Over in Ireland, they’ve taken a look at their “blasphemy” laws, and come to a conclusion:
Prior to this, the law had strictly protected Christians from having their delicate sensibilities offended. Now, though, wimps of all faiths who get the vapors when somebody doesn’t toe their line. Say “boo” to Buddha, and you could be on the hook for five figures. (I don’t have a currency converter handy, but it looks to be about 25K Euros or 22K Pounds.)
As a devout born-again agnostic, I have a very simple philosophy about religious laws: they should only apply to members of the faith pushing them, and then enforced strictly within the boundaries of the faith. In other words, they should have no authority over anyone who has not chosen to submit to them.

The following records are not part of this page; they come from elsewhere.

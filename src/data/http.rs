//! HTTP-backed blob store (`{base_url}/{stem}.json`).

use std::time::Duration;

use reqwest::StatusCode;
use reqwest::blocking::Client;

use crate::data::blob::{BlobKey, BlobStore};
use crate::error::{AppError, ErrorKind};

pub struct HttpBlobStore {
    client: Client,
    base_url: String,
}

impl HttpBlobStore {
    /// The timeout doubles as the abort signal for slow fetches.
    pub fn new(base_url: impl Into<String>, timeout: Duration) -> Result<Self, AppError> {
        let client = Client::builder()
            .timeout(timeout)
            .build()
            .map_err(|e| AppError::new(ErrorKind::Config, format!("Failed to build HTTP client: {e}")))?;
        Ok(Self {
            client,
            base_url: base_url.into().trim_end_matches('/').to_string(),
        })
    }

    pub fn url_for(&self, key: &BlobKey) -> String {
        format!("{}/{}.json", self.base_url, key.stem())
    }
}

impl BlobStore for HttpBlobStore {
    fn fetch(&self, key: &BlobKey) -> Result<String, AppError> {
        let url = self.url_for(key);
        let resp = self
            .client
            .get(&url)
            .send()
            .map_err(|e| AppError::not_found(format!("Request for '{url}' failed: {e}")))?;

        if resp.status() == StatusCode::NOT_FOUND {
            return Err(AppError::not_found(format!("No document at '{url}'.")));
        }
        if !resp.status().is_success() {
            return Err(AppError::not_found(format!(
                "Request for '{url}' failed with status {}.",
                resp.status()
            )));
        }

        resp.text()
            .map_err(|e| AppError::not_found(format!("Failed to read body of '{url}': {e}")))
    }
}
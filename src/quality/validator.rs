//! Series validation: structure, gaps, outliers, freshness, and a quality score.
//!
//! Scoring (starting from 100):
//! - −20 per error, −5 per warning, −2 per outlier
//! - −30 × (1 − completeness), completeness = present years / years spanned
//! - +5 for ≥ 50 years of data, another +5 for ≥ 100
//! - clamped to `[0, 100]`
//!
//! A series is valid when it has no errors and scores at least `MIN_VALID_SCORE`.

use chrono::{DateTime, NaiveDate, Utc};

use crate::domain::{Gap, MeasureSeries, Outlier, OutlierKind, ValidationDetails, ValidationResult};

pub const MIN_DATA_POINTS: usize = 10;
pub const MIN_VALID_SCORE: f64 = 50.0;

/// Plausible band for annual inflation, in percent.
const MAX_YOY_CHANGE: f64 = 50.0;
const MIN_YOY_CHANGE: f64 = -20.0;

const Z_SCORE_LIMIT: f64 = 3.0;
/// Fewer samples make the standard deviation meaningless.
const MIN_STAT_SAMPLES: usize = 4;
const STALE_AFTER_DAYS: i64 = 90;

const ERROR_PENALTY: f64 = 20.0;
const WARNING_PENALTY: f64 = 5.0;
const OUTLIER_PENALTY: f64 = 2.0;
const COMPLETENESS_WEIGHT: f64 = 30.0;

/// Validate against the current wall-clock time.
pub fn validate(series: &MeasureSeries) -> ValidationResult {
    validate_at(series, Utc::now())
}

/// Validate with an explicit "now" for the freshness check.
pub fn validate_at(series: &MeasureSeries, now: DateTime<Utc>) -> ValidationResult {
    let mut errors = Vec::new();
    let mut warnings = Vec::new();

    if series.currency.trim().is_empty() {
        errors.push("Missing currency".to_string());
    }
    if series.measure.trim().is_empty() {
        errors.push("Missing measure name".to_string());
    }

    let n = series.len();
    if n < MIN_DATA_POINTS {
        errors.push(format!("Insufficient data points: {n} (minimum {MIN_DATA_POINTS})"));
    }

    // Points with unusable factors are reported and left out of the statistics.
    let mut yoy = Vec::new();
    for (&year, point) in &series.points {
        let factor = point.inflation_factor;
        if !(factor.is_finite() && factor > 0.0) {
            errors.push(format!("Invalid inflation factor for {year}: {factor}"));
            continue;
        }
        if let Some(change) = point.year_over_year_change.filter(|c| c.is_finite()) {
            yoy.push((year, change));
        }
    }

    let (missing_years, gaps) = find_gaps(series);
    let outliers = find_outliers(&yoy, &mut warnings);

    check_freshness(series, now, &mut warnings);

    let expected = match (series.min_year(), series.max_year()) {
        (Some(lo), Some(hi)) => (hi - lo + 1) as usize,
        _ => 0,
    };
    let completeness = if expected == 0 { 0.0 } else { n as f64 / expected as f64 };

    let mut score = 100.0;
    score -= ERROR_PENALTY * errors.len() as f64;
    score -= WARNING_PENALTY * warnings.len() as f64;
    score -= OUTLIER_PENALTY * outliers.len() as f64;
    score -= (1.0 - completeness) * COMPLETENESS_WEIGHT;
    if n >= 50 {
        score += 5.0;
    }
    if n >= 100 {
        score += 5.0;
    }
    let score = score.clamp(0.0, 100.0);

    ValidationResult {
        is_valid: errors.is_empty() && score >= MIN_VALID_SCORE,
        errors,
        warnings,
        score,
        details: ValidationDetails {
            data_points: n,
            missing_years,
            outliers,
            gaps,
        },
    }
}

/// Missing years across `[min, max]`, plus the same years grouped into runs.
pub fn find_gaps(series: &MeasureSeries) -> (Vec<i32>, Vec<Gap>) {
    let (Some(lo), Some(hi)) = (series.min_year(), series.max_year()) else {
        return (Vec::new(), Vec::new());
    };

    let missing: Vec<i32> = (lo..=hi).filter(|y| !series.points.contains_key(y)).collect();

    let mut gaps: Vec<Gap> = Vec::new();
    for &year in &missing {
        match gaps.last_mut() {
            Some(gap) if gap.end + 1 == year => {
                gap.end = year;
                gap.length += 1;
            }
            _ => gaps.push(Gap {
                start: year,
                end: year,
                length: 1,
            }),
        }
    }

    (missing, gaps)
}

fn find_outliers(yoy: &[(i32, f64)], warnings: &mut Vec<String>) -> Vec<Outlier> {
    let mut outliers = Vec::new();

    for &(year, change) in yoy {
        if change > MAX_YOY_CHANGE || change < MIN_YOY_CHANGE {
            warnings.push(format!("Extreme inflation change in {year}: {change:.1}%"));
            outliers.push(Outlier {
                year,
                value: change,
                kind: OutlierKind::Threshold,
                reason: "Year-over-year change outside plausible range (-20% to 50%)".to_string(),
            });
        }
    }

    if yoy.len() >= MIN_STAT_SAMPLES {
        let n = yoy.len() as f64;
        let mean = yoy.iter().map(|(_, v)| v).sum::<f64>() / n;
        let variance = yoy.iter().map(|(_, v)| (v - mean).powi(2)).sum::<f64>() / n;
        let std_dev = variance.sqrt();

        if std_dev > 0.0 {
            for &(year, change) in yoy {
                let z = (change - mean).abs() / std_dev;
                if z > Z_SCORE_LIMIT {
                    outliers.push(Outlier {
                        year,
                        value: change,
                        kind: OutlierKind::Statistical,
                        reason: format!("Statistical outlier (z-score {z:.2})"),
                    });
                }
            }
        }
    }

    outliers
}

fn check_freshness(series: &MeasureSeries, now: DateTime<Utc>, warnings: &mut Vec<String>) {
    if series.source.as_deref().is_none_or(|s| s.trim().is_empty()) {
        warnings.push("Missing data source".to_string());
    }

    let Some(raw) = series.last_updated.as_deref().filter(|s| !s.trim().is_empty()) else {
        warnings.push("Missing lastUpdated timestamp".to_string());
        return;
    };

    match parse_timestamp(raw) {
        Some(updated) => {
            let age = (now - updated).num_days();
            if age > STALE_AFTER_DAYS {
                warnings.push(format!("Data is {age} days old (last updated {raw})"));
            }
        }
        None => warnings.push(format!("Unrecognized lastUpdated timestamp '{raw}'")),
    }
}

/// Accepts RFC 3339 timestamps or bare `YYYY-MM-DD` dates.
pub fn parse_timestamp(raw: &str) -> Option<DateTime<Utc>> {
    let raw = raw.trim();
    if let Ok(ts) = DateTime::parse_from_rfc3339(raw) {
        return Some(ts.with_timezone(&Utc));
    }
    let date = NaiveDate::parse_from_str(raw, "%Y-%m-%d").ok()?;
    Some(date.and_hms_opt(0, 0, 0)?.and_utc())
}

If I were to say something anti-Catholic, for example (I certainly have in the past, and expect to do so in the future, as circumstances warrant), then the Church should have the right to ban me from receiving the sacraments and even ban me from setting foot on their property. (No great loss.) But they shouldn’t have the right to get the government to enforce their displeasure.
In a related story, another blasphemer has run afoul of those who enforce religious laws. In Denmark, one of the cartoonists who drew a caricature of Mohammed a few years ago (the one with the bomb as Mohammed’s turban) had his home invaded by a most devout adherent to the Religion Of Peace ™, who was planning on spreading The Word Of Allah — with an axe. This worthy evangelist was thwarted by police, who shot and wounded him before he could introduce the cartoonist to the subject of his blasphemous cartoon.
Several years ago, I posed what should have been a simple question: “do I, as a non-Muslim, have a right to not obey Muslim law?” It appears that in any area that develops a significant Muslim population, the answer is “no.”
And Ireland seems to be just fine with that.